A problem we came across while designing the music player was what controls would be available and how would we adjust the design to showcase the different music content? The app needed a live radio play-screen, a specialized playlist play-screen, and a standard play-screen, all with their own unique controls.

Live Radio Player

Allow users to see relevant show content and easily access the chatroom

Spark FM Playlist Player

Standard playlist play-screen with customary controls that users are familiar with

DJ Curated Playlist Player

DJ playlists are specially curated as experiences meant to be listened to in the order created

For this reason, users have access to limited controls for these playlists

The Importance of Proper Terminology and Icons

Usability Testing

We ran 4 usability tests with current Spark FM listeners and streaming users. Based on the first two usability tests run, we noticed some issues with the information architecture. Users were initially confused with our choice of icons and our initial naming conventions, which were not intuitive for users to navigate through. After many iterations and tweaks, we ran our 4th and last usability test to confirm the changes to the IA we made were successful. We took what we learned from all the tests and created our final product for the client.

Test 1

It was not clear to users that “Browse” housed all the music related content.

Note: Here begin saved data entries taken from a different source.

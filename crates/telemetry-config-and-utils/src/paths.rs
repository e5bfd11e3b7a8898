//! File system locations used by the replay tooling.

use crate::{CoreError, CoreResult};
use std::path::PathBuf;

/// Directory name under the user's home.
const BASE_DIR_NAME: &str = ".attempt-outbox";

/// Resolves every file the tooling reads or writes.
#[derive(Debug, Clone)]
pub struct Paths {
    base_dir: PathBuf,
}

impl Paths {
    /// Paths rooted at `~/.attempt-outbox`.
    pub fn new() -> CoreResult<Self> {
        let home = dirs::home_dir()
            .ok_or_else(|| CoreError::Path("Could not determine home directory".to_string()))?;

        Ok(Self {
            base_dir: home.join(BASE_DIR_NAME),
        })
    }

    /// Paths rooted at a custom directory.
    pub fn with_base_dir(base_dir: PathBuf) -> Self {
        Self { base_dir }
    }

    pub fn base_dir(&self) -> &PathBuf {
        &self.base_dir
    }

    /// `<base>/config.json`
    pub fn config_file(&self) -> PathBuf {
        self.base_dir.join("config.json")
    }

    /// `<base>/logs`
    pub fn logs_dir(&self) -> PathBuf {
        self.base_dir.join("logs")
    }

    /// `<base>/logs/<service>.jsonl`
    pub fn log_file(&self, service_name: &str) -> PathBuf {
        self.logs_dir().join(format!("{}.jsonl", service_name))
    }

    /// Ensure all required directories exist.
    pub fn ensure_dirs(&self) -> CoreResult<()> {
        std::fs::create_dir_all(&self.base_dir)?;
        std::fs::create_dir_all(self.logs_dir())?;
        Ok(())
    }
}
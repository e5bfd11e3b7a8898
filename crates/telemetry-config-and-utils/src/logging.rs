//! Logging initialization for the tooling binaries.
//!
//! Wraps the observability crate: structured JSONL goes to
//! `<base>/logs/<service>.jsonl` and a compact copy to stderr.

use crate::Paths;
use observability::LogConfig;

/// Initialize logging for `service_name` under `paths`.
///
/// `level` is the default filter; `RUST_LOG` takes precedence when set.
///
/// ```ignore
/// init_logging(&paths, "attempt-replay", "info");
/// tracing::info!("Replay started");
/// ```
pub fn init_logging(paths: &Paths, service_name: &str, level: &str) {
    observability::init_with_config(log_config(paths, service_name, level));
}

fn log_config(paths: &Paths, service_name: &str, level: &str) -> LogConfig {
    LogConfig {
        service_name: service_name.into(),
        default_level: parse_level(level).as_str().to_ascii_lowercase(),
        log_path: Some(paths.log_file(service_name)),
        also_stderr: true,
    }
}

/// Parse a log level string into a tracing Level.
pub fn parse_level(level: &str) -> tracing::Level {
    match level.trim().to_lowercase().as_str() {
        "trace" => tracing::Level::TRACE,
        "debug" => tracing::Level::DEBUG,
        "info" => tracing::Level::INFO,
        "warn" | "warning" => tracing::Level::WARN,
        "error" => tracing::Level::ERROR,
        _ => tracing::Level::INFO,
    }
}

Users were confused with the sub-navigation option of Creators. We were not sure if this confusion was due to labeling Artist/DJs as Creators or if the Browse section was leading them astray.

Test 2

Users were still confused even with the music icon update to “Browse”.

The new music icon also did not change user’s confusion with the Creators sub-navigation. Users defaulted to the Hamburger menu to find Artist/DJ content. It was clear the naming convention of Creators was flawed.

Test 3

Plain labeling and proper iconography made it clear to users where music related content was housed.

However, users still turned to the Hamburger Menu when in doubt of where specific content was housed.

Test 4

Once the Hamburger menu was changed to a Settings Icon, users only navigated to it when searching setting features.

We had finally landed on a version we felt confident to pass to production.

Outcome And Learnings

This was a really exciting and fun project for me to work on as it provided real value, involved a ton of research, design challenges, and teamwork. I learned some important takeaways from this project related to product and businesses processes.

Always fight for good UX and accessibility

We had to work with financial and technical constraints, but still fight for what we believed was essential for a good user experience.

With more time focused on research than the visual design, it was crucial for our initial version to follow accessibility guidelines and good UX principles.

Don’t over promise and underdeliver

The Spark FM mobile app before the redesign was a true MVP, but was not being utilized by the user because it was not meeting their needs.

We had to find middle ground between a MVP and a product with all the bells and whistles, that would be unrealistic to produce with the financial constraints.

There were many great use cases we could tackle with a rich feature set. However, every single one was costly or unrealistic. We had to determine where the real value was for Spark FM, and not spread ourselves too thin.

Currently in production

At the moment, Spark FM has not rolled out the updated experience to gather statistical data to validate the success of the new design. However, we received great feedback from the Spark FM stakeholders, who are excited to see the finished product launch to their users.